In alternativa, si può optare per uno dei tanti b&b del borgo, oppure per strutture come la Pensione Italia che dispone di camere con bagno privato o in comune.

Chi preferisce spezzare la tappa, può fermarsi a San Lorenzo Nuovo, ad esempio presso Vistalago, una struttura accogliente con belle vedute sul lago di Bolsena.

Per mangiare, a Bolsena è consigliata l'Osteria La Francigena, dove si gustano piatti tipici della Tuscia e pizze. Per un aperitivo, un'ottima scelta è Degli Argentini, ideale per assaggiare vini e birre artigianali.


centro storico Bolsena

Come arrivare

I borghi di Acquapendente, San Lorenzo Nuovo e Bolsena sono collegati da un servizio di autobus Cotral, che permette di muoversi con una certa flessibilità lungo questo tratto della Via Francigena. È una soluzione utile sia per chi vuole spezzare le tappe, sia per chi decide di modificare il proprio itinerario in base a condizioni meteo, stanchezza o disponibilità degli alloggi.

Le stazioni ferroviarie più vicine sono quelle di Orvieto e di Viterbo.
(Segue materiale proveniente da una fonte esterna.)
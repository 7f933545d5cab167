// SPDX-License-Identifier: BUSL-1.1
// Copyright (c) 2026 Alfred Jean LLC

//! The vault store: atomic, folder-addressed JSON document operations.

use crate::document::{self, Document};
use crate::error::VaultError;
use crate::folder::Folder;
use chrono::Utc;
use hive_core::{LogData, StructuredLogger};
use serde_json::{Map, Value};
use std::path::{Path, PathBuf};
use tokio::fs;

/// Subdirectories of `Logs/` created at initialization.
const LOG_CATEGORIES: [&str; 3] = ["agents", "loop", "system"];

/// Folder-addressed document store rooted at one directory.
///
/// All writes are temp-file-plus-rename: a reader either sees the previous
/// complete document or the new complete document, never a partial one. The
/// temp suffix is `.tmp`, which [`Vault::list`] never enumerates.
pub struct Vault {
    root: PathBuf,
    logger: StructuredLogger,
}

impl Vault {
    pub fn new(root: impl Into<PathBuf>, log_dir: Option<PathBuf>) -> Self {
        Self {
            root: root.into(),
            logger: StructuredLogger::new("vault:store", log_dir),
        }
    }

    pub fn root(&self) -> &Path {
        &self.root
    }

    /// Absolute path of a folder.
    pub fn folder_path(&self, folder: Folder) -> PathBuf {
        self.root.join(folder.dir_name())
    }

    fn document_path(&self, folder: Folder, id: &str) -> PathBuf {
        self.folder_path(folder).join(format!("{}.json", id))
    }

    fn temp_path(&self, folder: Folder, id: &str) -> PathBuf {
        self.folder_path(folder).join(format!("{}.tmp", id))
    }

    /// Create all vault folders, including the `Logs/` category tree.
    pub async fn initialize(&self) -> Result<(), VaultError> {
        for folder in Folder::ALL {
            fs::create_dir_all(self.folder_path(folder)).await?;
        }
        let logs = self.folder_path(Folder::Logs);
        for category in LOG_CATEGORIES {
            fs::create_dir_all(logs.join(category)).await?;
        }
        self.logger.info(
            "initialize",
            LogData::input(serde_json::json!({ "root": self.root.display().to_string() })),
        );
        Ok(())
    }

    /// Write a new document. Fails with [`VaultError::AlreadyExists`] when the
    /// target id is already present in the folder.
    pub async fn create(
        &self,
        folder: Folder,
        id: &str,
        content: Map<String, Value>,
    ) -> Result<Document, VaultError> {
        let path = self.document_path(folder, id);
        if path_exists(&path).await {
            return Err(VaultError::already_exists(folder, id));
        }

        let now = Utc::now();
        let stamped = document::stamp(content.clone(), folder, now, now);
        self.write_atomic(folder, id, &stamped).await?;

        self.logger.info(
            "create",
            LogData::input(serde_json::json!({
                "folder": folder.dir_name(),
                "id": id,
            })),
        );

        Ok(Document {
            id: id.to_string(),
            folder,
            content,
            created_at: now,
            modified_at: now,
        })
    }

    /// Read a document, stripping the metadata envelope.
    pub async fn read(&self, folder: Folder, id: &str) -> Result<Document, VaultError> {
        let raw = self.read_raw(folder, id).await?;
        Ok(Document::from_raw(id, folder, raw))
    }

    /// Move a document between folders, optionally merging `patch` into its
    /// content.
    ///
    /// The destination is materialised atomically before the source is
    /// unlinked, so a crash in between leaves at worst both copies (with the
    /// destination authoritative), never neither. A concurrent move of the
    /// same id resolves to one winner; the loser observes `NotFound`.
    pub async fn move_document(
        &self,
        id: &str,
        from: Folder,
        to: Folder,
        patch: Option<Map<String, Value>>,
    ) -> Result<Document, VaultError> {
        let mut raw = self.read_raw(from, id).await?;

        let meta = raw.remove(document::METADATA_KEY);
        let created_at = meta
            .as_ref()
            .and_then(|m| m.get("created_at"))
            .and_then(|v| serde_json::from_value(v.clone()).ok())
            .unwrap_or_else(Utc::now);

        if let Some(patch) = patch {
            for (key, value) in patch {
                raw.insert(key, value);
            }
        }

        let now = Utc::now();
        let stamped = document::stamp(raw.clone(), to, created_at, now);
        self.write_atomic(to, id, &stamped).await?;

        // Unlink the source; losing a concurrent-move race surfaces here.
        if let Err(e) = fs::remove_file(self.document_path(from, id)).await {
            if e.kind() == std::io::ErrorKind::NotFound {
                return Err(VaultError::not_found(from, id));
            }
            return Err(e.into());
        }

        self.logger.info(
            "move_document",
            LogData::input(serde_json::json!({
                "id": id,
                "from": from.dir_name(),
                "to": to.dir_name(),
            })),
        );

        Ok(Document {
            id: id.to_string(),
            folder: to,
            content: raw,
            created_at,
            modified_at: now,
        })
    }

    /// List document ids in a folder, lexically sorted.
    ///
    /// Only `*.json` entries count; temp files are invisible here.
    pub async fn list(&self, folder: Folder) -> Result<Vec<String>, VaultError> {
        let path = self.folder_path(folder);
        if !path_exists(&path).await {
            return Ok(Vec::new());
        }

        let mut ids = Vec::new();
        let mut entries = fs::read_dir(&path).await?;
        while let Some(entry) = entries.next_entry().await? {
            let name = entry.file_name();
            let Some(name) = name.to_str() else { continue };
            if let Some(id) = name.strip_suffix(".json") {
                if entry.file_type().await?.is_file() {
                    ids.push(id.to_string());
                }
            }
        }
        ids.sort();
        Ok(ids)
    }

    /// Delete a document.
    pub async fn delete(&self, folder: Folder, id: &str) -> Result<(), VaultError> {
        match fs::remove_file(self.document_path(folder, id)).await {
            Ok(()) => {
                self.logger.info(
                    "delete",
                    LogData::input(serde_json::json!({
                        "folder": folder.dir_name(),
                        "id": id,
                    })),
                );
                Ok(())
            }
            Err(e) if e.kind() == std::io::ErrorKind::NotFound => {
                Err(VaultError::not_found(folder, id))
            }
            Err(e) => Err(e.into()),
        }
    }

    async fn read_raw(&self, folder: Folder, id: &str) -> Result<Map<String, Value>, VaultError> {
        let path = self.document_path(folder, id);
        let bytes = match fs::read(&path).await {
            Ok(bytes) => bytes,
            Err(e) if e.kind() == std::io::ErrorKind::NotFound => {
                return Err(VaultError::not_found(folder, id));
            }
            Err(e) => return Err(e.into()),
        };
        let value: Value = serde_json::from_slice(&bytes)?;
        match value {
            Value::Object(map) => Ok(map),
            _ => Err(VaultError::Json(serde::de::Error::custom(
                "document root must be a JSON object",
            ))),
        }
    }

    async fn write_atomic(
        &self,
        folder: Folder,
        id: &str,
        content: &Map<String, Value>,
    ) -> Result<(), VaultError> {
        fs::create_dir_all(self.folder_path(folder)).await?;

        let temp = self.temp_path(folder, id);
        let target = self.document_path(folder, id);
        let bytes = serde_json::to_vec_pretty(content)?;

        if let Err(e) = fs::write(&temp, &bytes).await {
            let _ = fs::remove_file(&temp).await;
            return Err(e.into());
        }
        if let Err(e) = fs::rename(&temp, &target).await {
            let _ = fs::remove_file(&temp).await;
            return Err(e.into());
        }
        Ok(())
    }
}

async fn path_exists(path: &Path) -> bool {
    fs::try_exists(path).await.unwrap_or(false)
}

#[cfg(test)]
#[path = "store_tests.rs"]
mod tests;
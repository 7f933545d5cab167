// SPDX-License-Identifier: BUSL-1.1
// Copyright (c) 2026 Alfred Jean LLC

//! The worker contract: capabilities, health, and the [`Agent`] trait.

use crate::error::TaskResult;
use crate::task::{Priority, Task};
use async_trait::async_trait;
use chrono::{DateTime, Utc};
use serde::{Deserialize, Serialize};
use serde_json::{Map, Value};

/// A string-identified action a worker can perform.
///
/// `name` matches task `type` strings (`domain:action`). Schemas are opaque
/// JSON Schema blobs carried for external validators; the core never
/// interprets them.
#[derive(Debug, Clone, PartialEq, Serialize, Deserialize)]
pub struct Capability {
    pub name: String,
    #[serde(default)]
    pub description: String,
    #[serde(default)]
    pub requires_approval: bool,
    /// Default priority for tasks of this capability.
    #[serde(default)]
    pub priority: Priority,
    /// Default timeout for tasks of this capability.
    #[serde(default = "default_capability_timeout_ms")]
    pub timeout_ms: u64,
    #[serde(default, skip_serializing_if = "Option::is_none")]
    pub input_schema: Option<Value>,
    #[serde(default, skip_serializing_if = "Option::is_none")]
    pub output_schema: Option<Value>,
}

fn default_capability_timeout_ms() -> u64 {
    30_000
}

impl Capability {
    pub fn new(name: impl Into<String>, description: impl Into<String>) -> Self {
        Self {
            name: name.into(),
            description: description.into(),
            requires_approval: false,
            priority: Priority::Medium,
            timeout_ms: default_capability_timeout_ms(),
            input_schema: None,
            output_schema: None,
        }
    }
}

/// Point-in-time health of a worker, refreshed by the dispatcher.
#[derive(Debug, Clone, PartialEq, Serialize, Deserialize)]
pub struct HealthSnapshot {
    pub healthy: bool,
    pub last_check: DateTime<Utc>,
    #[serde(default)]
    pub details: Map<String, Value>,
    #[serde(default, skip_serializing_if = "Option::is_none")]
    pub error: Option<String>,
}

impl HealthSnapshot {
    pub fn healthy() -> Self {
        Self {
            healthy: true,
            last_check: Utc::now(),
            details: Map::new(),
            error: None,
        }
    }

    pub fn unhealthy(error: impl Into<String>) -> Self {
        Self {
            healthy: false,
            last_check: Utc::now(),
            details: Map::new(),
            error: Some(error.into()),
        }
    }

    pub fn with_details(mut self, details: Map<String, Value>) -> Self {
        self.details = details;
        self
    }
}

/// Contract every worker implements to join the coordination loop.
///
/// The core holds workers as `Arc<dyn Agent>` and never inspects their
/// internals: routing goes through `can_handle`, execution through `execute`,
/// liveness through `health_check`.
#[async_trait]
pub trait Agent: Send + Sync {
    /// Unique worker name.
    fn name(&self) -> &str;

    /// Semantic version string.
    fn version(&self) -> &str;

    /// Advertised capabilities; `can_handle` matches task types against these.
    fn capabilities(&self) -> &[Capability];

    /// Acquire resources before the first dispatch. Default: nothing to do.
    async fn initialize(&self) -> Result<(), crate::error::TaskError> {
        Ok(())
    }

    /// Execute a task. Failures are values: return a failed [`TaskResult`],
    /// never panic across this boundary.
    async fn execute(&self, task: &Task) -> TaskResult;

    /// Release resources. Default: nothing to do.
    async fn shutdown(&self) {}

    /// Report current health. Default: healthy with no details.
    async fn health_check(&self) -> HealthSnapshot {
        HealthSnapshot::healthy()
    }

    /// Whether this worker advertises the task's type.
    fn can_handle(&self, task: &Task) -> bool {
        self.capabilities().iter().any(|c| c.name == task.task_type)
    }
}

#[cfg(test)]
#[path = "agent_tests.rs"]
mod tests;
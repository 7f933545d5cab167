// SPDX-License-Identifier: BUSL-1.1
// Copyright (c) 2026 Alfred Jean LLC

//! Task identity, priority, and status state machine.

use chrono::{DateTime, Utc};
use serde::{Deserialize, Serialize};
use serde_json::{Map, Value};
use std::fmt;

/// Identifier of a task document.
///
/// The id doubles as the vault filename: task `t1` is persisted as
/// `t1.json` in whichever folder mirrors its current status, and moving the
/// document between folders never rewrites it. Ids are opaque — producers
/// usually mint UUIDs, but any filename-safe string works.
#[derive(Debug, Clone, PartialEq, Eq, Hash, Serialize, Deserialize)]
pub struct TaskId(String);

impl TaskId {
    pub fn new(id: impl Into<String>) -> Self {
        Self(id.into())
    }

    pub fn as_str(&self) -> &str {
        &self.0
    }
}

impl fmt::Display for TaskId {
    fn fmt(&self, f: &mut fmt::Formatter<'_>) -> fmt::Result {
        f.write_str(&self.0)
    }
}

impl From<String> for TaskId {
    fn from(s: String) -> Self {
        Self(s)
    }
}

impl From<&str> for TaskId {
    fn from(s: &str) -> Self {
        Self(s.to_string())
    }
}

impl PartialEq<&str> for TaskId {
    fn eq(&self, other: &&str) -> bool {
        self.0 == *other
    }
}

/// Trace identifier threaded from a task through every log record and event
/// it touches.
///
/// Minted once when a task enters the system (or recovered from its
/// document) and carried verbatim across cycle, dispatch, and worker logs;
/// the core never interprets it.
#[derive(Debug, Clone, Default, PartialEq, Eq, Serialize, Deserialize)]
pub struct CorrelationId(String);

impl CorrelationId {
    pub fn new(id: impl Into<String>) -> Self {
        Self(id.into())
    }

    /// Mint a fresh UUID-backed trace id for a task that arrived without one.
    pub fn mint() -> Self {
        Self(uuid::Uuid::new_v4().to_string())
    }

    pub fn as_str(&self) -> &str {
        &self.0
    }
}

impl From<String> for CorrelationId {
    fn from(s: String) -> Self {
        Self(s)
    }
}

impl From<&str> for CorrelationId {
    fn from(s: &str) -> Self {
        Self(s.to_string())
    }
}

impl PartialEq<&str> for CorrelationId {
    fn eq(&self, other: &&str) -> bool {
        self.0 == *other
    }
}

/// Task priority levels, lowest to highest.
#[derive(
    Debug, Clone, Copy, Default, PartialEq, Eq, PartialOrd, Ord, Hash, Serialize, Deserialize,
)]
#[serde(rename_all = "snake_case")]
pub enum Priority {
    Low,
    #[default]
    Medium,
    High,
    Critical,
}

impl Priority {
    /// All priorities, lowest first.
    pub const ALL: [Priority; 4] = [
        Priority::Low,
        Priority::Medium,
        Priority::High,
        Priority::Critical,
    ];
}

impl fmt::Display for Priority {
    fn fmt(&self, f: &mut fmt::Formatter<'_>) -> fmt::Result {
        match self {
            Priority::Low => write!(f, "low"),
            Priority::Medium => write!(f, "medium"),
            Priority::High => write!(f, "high"),
            Priority::Critical => write!(f, "critical"),
        }
    }
}

/// Task execution status.
///
/// Transitions form the lifecycle state machine; the vault folder a task
/// document lives in is always derivable from its status (see
/// [`TaskStatus::can_transition`]).
#[derive(Debug, Clone, Copy, Default, PartialEq, Eq, Hash, Serialize, Deserialize)]
#[serde(rename_all = "snake_case")]
pub enum TaskStatus {
    #[default]
    Created,
    Queued,
    Dispatched,
    Executing,
    AwaitingApproval,
    Approved,
    Rejected,
    Completed,
    Failed,
}

impl TaskStatus {
    /// Check if this status is terminal (no further transitions).
    pub fn is_terminal(&self) -> bool {
        matches!(
            self,
            TaskStatus::Completed | TaskStatus::Failed | TaskStatus::Rejected
        )
    }

    /// Check whether `self → to` is a legal lifecycle transition.
    pub fn can_transition(&self, to: TaskStatus) -> bool {
        use TaskStatus::*;
        matches!(
            (self, to),
            (Created, Queued)
                | (Queued, Dispatched)
                | (Queued, AwaitingApproval)
                | (Dispatched, Executing)
                | (Executing, Completed)
                | (Executing, Failed)
                | (AwaitingApproval, Approved)
                | (AwaitingApproval, Rejected)
                | (Approved, Executing)
        )
    }
}

impl fmt::Display for TaskStatus {
    fn fmt(&self, f: &mut fmt::Formatter<'_>) -> fmt::Result {
        match self {
            TaskStatus::Created => write!(f, "created"),
            TaskStatus::Queued => write!(f, "queued"),
            TaskStatus::Dispatched => write!(f, "dispatched"),
            TaskStatus::Executing => write!(f, "executing"),
            TaskStatus::AwaitingApproval => write!(f, "awaiting_approval"),
            TaskStatus::Approved => write!(f, "approved"),
            TaskStatus::Rejected => write!(f, "rejected"),
            TaskStatus::Completed => write!(f, "completed"),
            TaskStatus::Failed => write!(f, "failed"),
        }
    }
}

/// A unit of work, addressed to a worker by its `task_type`.
#[derive(Debug, Clone, PartialEq, Serialize, Deserialize)]
pub struct Task {
    pub id: TaskId,
    /// `domain:action` string matched against worker capabilities.
    #[serde(rename = "type")]
    pub task_type: String,
    /// Opaque payload; only the target worker interprets it.
    #[serde(default)]
    pub payload: Map<String, Value>,
    #[serde(default)]
    pub priority: Priority,
    #[serde(default = "default_timeout_ms")]
    pub timeout_ms: u64,
    #[serde(default)]
    pub requires_approval: bool,
    pub correlation_id: CorrelationId,
    pub user_id: String,
    pub created_at: DateTime<Utc>,
    #[serde(default)]
    pub status: TaskStatus,
}

fn default_timeout_ms() -> u64 {
    30_000
}

/// Error produced when a vault document cannot be parsed into a [`Task`].
#[derive(Debug, thiserror::Error)]
#[error("invalid task field `{field}`: {message}")]
pub struct TaskParseError {
    pub field: &'static str,
    pub message: String,
}

impl TaskParseError {
    fn new(field: &'static str, message: impl Into<String>) -> Self {
        Self {
            field,
            message: message.into(),
        }
    }
}

impl Task {
    /// Build a task from raw vault document content.
    ///
    /// Mirrors the tolerant scan-phase parse: missing fields fall back to
    /// defaults (`fallback_id` is the document id, priority is medium,
    /// `user_id` is "system", a fresh correlation id is minted), while a
    /// present-but-invalid field is an error so the caller can skip the
    /// document and keep scanning.
    pub fn parse(
        content: &Map<String, Value>,
        fallback_id: &str,
        default_timeout_ms: u64,
    ) -> Result<Self, TaskParseError> {
        let id = match content.get("id") {
            Some(v) => v
                .as_str()
                .map(TaskId::from)
                .ok_or_else(|| TaskParseError::new("id", "expected a string"))?,
            None => TaskId::new(fallback_id),
        };

        let task_type = content
            .get("type")
            .and_then(Value::as_str)
            .ok_or_else(|| TaskParseError::new("type", "missing or not a string"))?
            .to_string();

        let payload = match content.get("payload") {
            Some(Value::Object(map)) => map.clone(),
            Some(_) => return Err(TaskParseError::new("payload", "expected an object")),
            None => Map::new(),
        };

        let priority = match content.get("priority") {
            Some(v) => serde_json::from_value(v.clone())
                .map_err(|e| TaskParseError::new("priority", e.to_string()))?,
            None => Priority::Medium,
        };

        let timeout_ms = match content.get("timeout_ms") {
            Some(v) => v
                .as_u64()
                .filter(|ms| *ms > 0)
                .ok_or_else(|| TaskParseError::new("timeout_ms", "expected a positive integer"))?,
            None => default_timeout_ms,
        };

        let requires_approval = content
            .get("requires_approval")
            .and_then(Value::as_bool)
            .unwrap_or(false);

        let correlation_id = content
            .get("correlation_id")
            .and_then(Value::as_str)
            .map(CorrelationId::from)
            .unwrap_or_else(CorrelationId::mint);

        let user_id = content
            .get("user_id")
            .and_then(Value::as_str)
            .unwrap_or("system")
            .to_string();

        let created_at = match content.get("created_at") {
            Some(v) => serde_json::from_value(v.clone())
                .map_err(|e| TaskParseError::new("created_at", e.to_string()))?,
            None => Utc::now(),
        };

        let status = match content.get("status") {
            Some(v) => serde_json::from_value(v.clone())
                .map_err(|e| TaskParseError::new("status", e.to_string()))?,
            None => TaskStatus::Created,
        };

        Ok(Task {
            id,
            task_type,
            payload,
            priority,
            timeout_ms,
            requires_approval,
            correlation_id,
            user_id,
            created_at,
            status,
        })
    }

    /// Milliseconds this task has waited since creation, per the given
    /// wall-clock epoch. Saturates at zero for clocks behind `created_at`.
    pub fn age_ms(&self, now_epoch_ms: u64) -> u64 {
        let created_ms = self.created_at.timestamp_millis().max(0) as u64;
        now_epoch_ms.saturating_sub(created_ms)
    }
}

#[cfg(test)]
#[path = "task_tests.rs"]
mod tests;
Un'alternativa sempre più utilizzata dai pellegrini è il servizio taxi o transfer privati locali, che lungo la Francigena vengono spesso adattati proprio alle esigenze dei camminatori. Possono essere utili per il trasporto bagagli, per coprire tratti asfaltati meno piacevoli o per recuperare tappe in caso di necessità. Anche in questo caso è meglio prenotare con anticipo, soprattutto nei mesi di maggiore affluenza.